CROMWELL European Reit (Cromwell E-Reit)'s income available for distribution to unitholders fell slightly year-on-year, from 24.3 million euros (S$34.1 million) to 24.2 million euros, or 0.4 per cent, it announced on Thursday (Nov 10).
Both gross revenue and net property income rose for the quarter that ended in Sep 30. The Reit's gross revenue saw a 10.4 per cent gain to 55.9 million euros from 50.7 million euros, while net property income grew 4.1 per cent to 34.5 million euros from 33.1 million euros.
The manager said that this was primarily driven by new acquisitions, indexation, stronger market rental growth and higher occupancy in the light industrial or logistics sector, although the higher net property income was offset by higher interest, trust and tax expenses.
Overall portfolio occupancy stood at 95.7 per cent while its weighted average lease expiry (WALE) was unchanged at 4.6 years.
As at Sep 30, Cromwell E-Reit's aggregate leverage stood at 38.9 per cent. It holds roughly 220 million euros in cash, undrawn revolving credit facility and assets held for sale.

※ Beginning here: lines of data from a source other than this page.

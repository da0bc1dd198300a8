//! # Core Models Module
//!
//! Data structures describing a device and its state.
//!
//! ## Key Components
//!
//! - [`cursor`] - Bidirectional, bounds-checked cursors over indexable sequences
//! - [`molecule`] - The molecule graph instantiated along the molecule columns
//! - [`parameters`] - Hamiltonian coefficients, observables and their history
//! - [`geometry`] - Region layout of the lattice and the solver that resolves it
//! - [`lattice`] - Spins, fluxes and cached results of every site
//!
//! ## Usage
//!
//! ```ignore
//! use msd::core::models::geometry::LatticeBuilder;
//! use msd::core::models::molecule::MoleculeType;
//!
//! let lattice = LatticeBuilder::new(11, 10, 10)
//!     .mol_pos_l(5)
//!     .mol_pos_r(5)
//!     .height_l(4)
//!     .depth_r(4)
//!     .molecule_type(MoleculeType::Linear)
//!     .build()?;
//! println!("U = {}", lattice.results().u);
//! ```

pub mod cursor;
pub mod geometry;
pub mod lattice;
pub mod molecule;
pub mod parameters;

In early October this year, the Reit inked a a new 180 million euros four-year sustainability-linked term loan facility, which will be used to refinance a majority of the debt maturing in November 2023. The manager said that it was also in "advanced stages" to secure additional loan facilities of up to 100 million euros to complete all refinancing till November 2024.
"The rising interest rate environment may negatively impact cap rates and potentially offset some of the gains from higher rentals and occupancy on the overall portfolio valuation in 2023," said Simon Garing, chief executive of Cromwell E-Reit's manager.
"In light of this, the manager will continue to recycle assets to refresh the portfolio."
Units of Cromwell E-Reit ended Wednesday flat at 1.53 euros.